### WHAT TO PRODUCE
In the listing below, locate the line that contains "no text region" and the line that contains "let result = store_export(&self.store).and_then(|json|". Restate word for word those two lines and every line between them, and nothing else.

BEGIN DATA UNDER STUDY

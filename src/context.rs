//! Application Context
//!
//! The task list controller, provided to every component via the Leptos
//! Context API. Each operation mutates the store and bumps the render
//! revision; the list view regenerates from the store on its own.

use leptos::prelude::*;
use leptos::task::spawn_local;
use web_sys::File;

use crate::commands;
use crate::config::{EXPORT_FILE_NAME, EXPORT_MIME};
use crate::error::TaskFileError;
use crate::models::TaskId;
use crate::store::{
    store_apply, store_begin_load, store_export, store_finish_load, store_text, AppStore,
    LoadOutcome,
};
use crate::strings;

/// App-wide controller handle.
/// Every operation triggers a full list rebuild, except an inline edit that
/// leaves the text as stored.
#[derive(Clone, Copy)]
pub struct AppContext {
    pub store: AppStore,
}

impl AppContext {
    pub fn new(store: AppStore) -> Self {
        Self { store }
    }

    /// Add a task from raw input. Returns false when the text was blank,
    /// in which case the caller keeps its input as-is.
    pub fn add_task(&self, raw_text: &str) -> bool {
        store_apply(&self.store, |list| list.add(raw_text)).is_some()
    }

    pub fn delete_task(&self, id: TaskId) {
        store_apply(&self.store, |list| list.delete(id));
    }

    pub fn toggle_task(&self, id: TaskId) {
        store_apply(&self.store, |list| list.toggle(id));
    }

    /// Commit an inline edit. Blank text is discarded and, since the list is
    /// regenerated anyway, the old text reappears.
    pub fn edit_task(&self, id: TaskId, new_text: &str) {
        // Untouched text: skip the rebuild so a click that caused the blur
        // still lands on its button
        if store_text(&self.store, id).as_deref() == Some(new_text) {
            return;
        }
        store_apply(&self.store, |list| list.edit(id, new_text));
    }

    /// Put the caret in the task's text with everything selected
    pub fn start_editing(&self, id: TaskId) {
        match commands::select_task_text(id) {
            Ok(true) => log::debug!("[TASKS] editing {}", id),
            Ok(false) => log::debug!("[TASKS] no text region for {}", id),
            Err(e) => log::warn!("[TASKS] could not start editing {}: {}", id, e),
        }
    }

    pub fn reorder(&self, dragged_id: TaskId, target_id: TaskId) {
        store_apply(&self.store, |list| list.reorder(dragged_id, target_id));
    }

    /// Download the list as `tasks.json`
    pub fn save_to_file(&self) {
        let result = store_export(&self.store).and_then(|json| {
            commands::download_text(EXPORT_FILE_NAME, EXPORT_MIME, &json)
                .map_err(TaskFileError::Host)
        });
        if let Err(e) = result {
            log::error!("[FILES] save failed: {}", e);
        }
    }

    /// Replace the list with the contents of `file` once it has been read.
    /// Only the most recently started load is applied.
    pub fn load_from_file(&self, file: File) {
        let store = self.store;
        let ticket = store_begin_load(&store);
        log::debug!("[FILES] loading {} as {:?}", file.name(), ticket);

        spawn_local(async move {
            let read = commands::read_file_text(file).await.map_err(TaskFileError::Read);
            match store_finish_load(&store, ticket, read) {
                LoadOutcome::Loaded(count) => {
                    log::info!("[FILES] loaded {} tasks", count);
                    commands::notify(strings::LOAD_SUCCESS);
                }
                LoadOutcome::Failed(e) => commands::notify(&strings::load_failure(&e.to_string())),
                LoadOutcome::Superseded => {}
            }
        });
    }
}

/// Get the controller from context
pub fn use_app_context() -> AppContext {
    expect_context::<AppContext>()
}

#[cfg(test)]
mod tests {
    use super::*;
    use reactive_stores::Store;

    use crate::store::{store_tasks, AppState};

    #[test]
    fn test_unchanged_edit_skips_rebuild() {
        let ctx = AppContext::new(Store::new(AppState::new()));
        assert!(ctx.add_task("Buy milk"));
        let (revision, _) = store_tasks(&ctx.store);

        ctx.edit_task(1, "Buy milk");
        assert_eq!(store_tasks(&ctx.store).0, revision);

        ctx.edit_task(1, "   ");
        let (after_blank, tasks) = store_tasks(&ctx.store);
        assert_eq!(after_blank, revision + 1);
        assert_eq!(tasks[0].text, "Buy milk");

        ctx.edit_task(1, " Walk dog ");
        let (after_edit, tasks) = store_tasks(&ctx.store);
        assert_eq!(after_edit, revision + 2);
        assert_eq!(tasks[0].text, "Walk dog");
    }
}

END DATA UNDER STUDY
BEGIN DATA UNDER STUDY

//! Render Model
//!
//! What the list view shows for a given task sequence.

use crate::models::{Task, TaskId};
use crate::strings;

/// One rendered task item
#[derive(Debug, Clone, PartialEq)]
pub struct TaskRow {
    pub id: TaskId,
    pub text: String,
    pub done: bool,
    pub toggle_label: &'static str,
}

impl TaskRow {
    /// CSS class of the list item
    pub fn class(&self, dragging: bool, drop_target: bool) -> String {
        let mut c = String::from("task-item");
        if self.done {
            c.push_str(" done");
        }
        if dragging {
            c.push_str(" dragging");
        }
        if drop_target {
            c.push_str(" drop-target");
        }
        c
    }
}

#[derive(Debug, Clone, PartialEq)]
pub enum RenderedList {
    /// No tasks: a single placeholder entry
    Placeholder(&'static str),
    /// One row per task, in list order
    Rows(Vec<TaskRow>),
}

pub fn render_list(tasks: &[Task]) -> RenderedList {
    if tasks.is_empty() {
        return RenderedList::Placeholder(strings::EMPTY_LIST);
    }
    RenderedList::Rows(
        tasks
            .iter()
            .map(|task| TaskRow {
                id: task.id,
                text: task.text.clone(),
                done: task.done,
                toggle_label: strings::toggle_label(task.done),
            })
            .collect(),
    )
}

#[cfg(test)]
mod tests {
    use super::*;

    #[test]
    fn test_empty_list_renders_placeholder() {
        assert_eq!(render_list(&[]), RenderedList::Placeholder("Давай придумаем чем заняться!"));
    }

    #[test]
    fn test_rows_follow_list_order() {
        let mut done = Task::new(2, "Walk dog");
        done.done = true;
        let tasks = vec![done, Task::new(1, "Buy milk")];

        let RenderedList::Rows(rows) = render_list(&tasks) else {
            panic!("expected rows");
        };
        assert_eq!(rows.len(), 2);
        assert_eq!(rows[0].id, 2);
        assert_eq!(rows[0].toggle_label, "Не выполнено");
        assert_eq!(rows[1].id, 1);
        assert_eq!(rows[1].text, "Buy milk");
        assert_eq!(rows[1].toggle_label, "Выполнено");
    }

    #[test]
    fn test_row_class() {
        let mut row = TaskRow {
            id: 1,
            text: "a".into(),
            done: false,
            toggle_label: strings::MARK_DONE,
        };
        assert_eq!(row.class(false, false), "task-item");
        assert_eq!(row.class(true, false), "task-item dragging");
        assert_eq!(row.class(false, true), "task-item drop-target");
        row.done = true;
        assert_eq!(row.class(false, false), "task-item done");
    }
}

END DATA UNDER STUDY
BEGIN DATA UNDER STUDY

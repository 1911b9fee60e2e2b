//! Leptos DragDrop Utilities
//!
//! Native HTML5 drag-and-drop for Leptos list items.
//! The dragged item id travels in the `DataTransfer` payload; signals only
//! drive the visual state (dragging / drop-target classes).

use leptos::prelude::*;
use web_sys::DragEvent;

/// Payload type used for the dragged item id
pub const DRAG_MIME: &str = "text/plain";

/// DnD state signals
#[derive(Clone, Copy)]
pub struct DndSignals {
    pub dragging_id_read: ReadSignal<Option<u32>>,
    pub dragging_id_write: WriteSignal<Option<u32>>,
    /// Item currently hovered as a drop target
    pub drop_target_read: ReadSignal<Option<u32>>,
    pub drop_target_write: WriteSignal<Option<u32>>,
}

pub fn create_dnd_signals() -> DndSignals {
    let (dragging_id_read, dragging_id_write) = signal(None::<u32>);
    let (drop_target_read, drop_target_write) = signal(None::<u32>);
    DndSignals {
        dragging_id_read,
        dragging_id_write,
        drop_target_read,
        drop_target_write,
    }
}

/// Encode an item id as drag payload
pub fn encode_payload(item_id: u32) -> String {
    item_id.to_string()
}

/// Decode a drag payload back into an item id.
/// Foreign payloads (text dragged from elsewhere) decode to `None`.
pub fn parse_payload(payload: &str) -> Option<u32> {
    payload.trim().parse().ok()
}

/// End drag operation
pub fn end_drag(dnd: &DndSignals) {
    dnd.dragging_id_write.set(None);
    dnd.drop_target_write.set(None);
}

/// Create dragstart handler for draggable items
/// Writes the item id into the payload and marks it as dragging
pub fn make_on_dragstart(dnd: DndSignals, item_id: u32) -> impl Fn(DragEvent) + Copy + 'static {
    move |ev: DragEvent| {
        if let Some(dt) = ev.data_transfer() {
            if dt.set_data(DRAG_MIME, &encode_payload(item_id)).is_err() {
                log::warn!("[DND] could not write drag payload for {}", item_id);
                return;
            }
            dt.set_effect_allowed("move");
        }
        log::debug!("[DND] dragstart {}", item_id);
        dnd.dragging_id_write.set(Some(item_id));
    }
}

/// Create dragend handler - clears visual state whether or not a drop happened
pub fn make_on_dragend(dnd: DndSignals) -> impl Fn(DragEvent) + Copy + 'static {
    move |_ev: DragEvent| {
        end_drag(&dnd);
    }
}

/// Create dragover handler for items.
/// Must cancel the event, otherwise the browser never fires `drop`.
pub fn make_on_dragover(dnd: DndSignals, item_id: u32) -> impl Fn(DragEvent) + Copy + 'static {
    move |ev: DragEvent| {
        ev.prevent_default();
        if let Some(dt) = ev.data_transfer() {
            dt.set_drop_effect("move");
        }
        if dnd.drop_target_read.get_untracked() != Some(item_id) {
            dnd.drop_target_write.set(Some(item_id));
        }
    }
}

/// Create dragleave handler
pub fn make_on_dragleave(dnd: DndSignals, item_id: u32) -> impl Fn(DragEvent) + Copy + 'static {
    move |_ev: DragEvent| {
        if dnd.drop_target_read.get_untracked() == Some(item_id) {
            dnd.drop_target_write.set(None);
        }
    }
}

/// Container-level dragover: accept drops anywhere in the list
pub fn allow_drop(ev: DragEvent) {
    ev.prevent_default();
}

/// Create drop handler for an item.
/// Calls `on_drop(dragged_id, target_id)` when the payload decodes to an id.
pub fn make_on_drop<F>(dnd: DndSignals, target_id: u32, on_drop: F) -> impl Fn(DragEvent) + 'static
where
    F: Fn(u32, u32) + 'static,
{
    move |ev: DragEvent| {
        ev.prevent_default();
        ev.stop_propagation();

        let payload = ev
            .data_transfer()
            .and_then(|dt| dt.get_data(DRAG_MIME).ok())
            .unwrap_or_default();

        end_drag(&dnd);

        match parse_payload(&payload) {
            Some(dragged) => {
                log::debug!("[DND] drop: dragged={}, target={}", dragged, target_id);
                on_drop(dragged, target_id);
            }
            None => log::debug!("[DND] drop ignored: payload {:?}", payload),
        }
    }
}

END DATA UNDER STUDY

### TASK OUTPUT
            Ok(false) => log::debug!("[TASKS] no text region for {}", id),
            Err(e) => log::warn!("[TASKS] could not start editing {}: {}", id, e),
        }
    }

    pub fn reorder(&self, dragged_id: TaskId, target_id: TaskId) {
        store_apply(&self.store, |list| list.reorder(dragged_id, target_id));
    }

    /// Download the list as `tasks.json`
    pub fn save_to_file(&self) {
        let result = store_export(&self.store).and_then(|json| {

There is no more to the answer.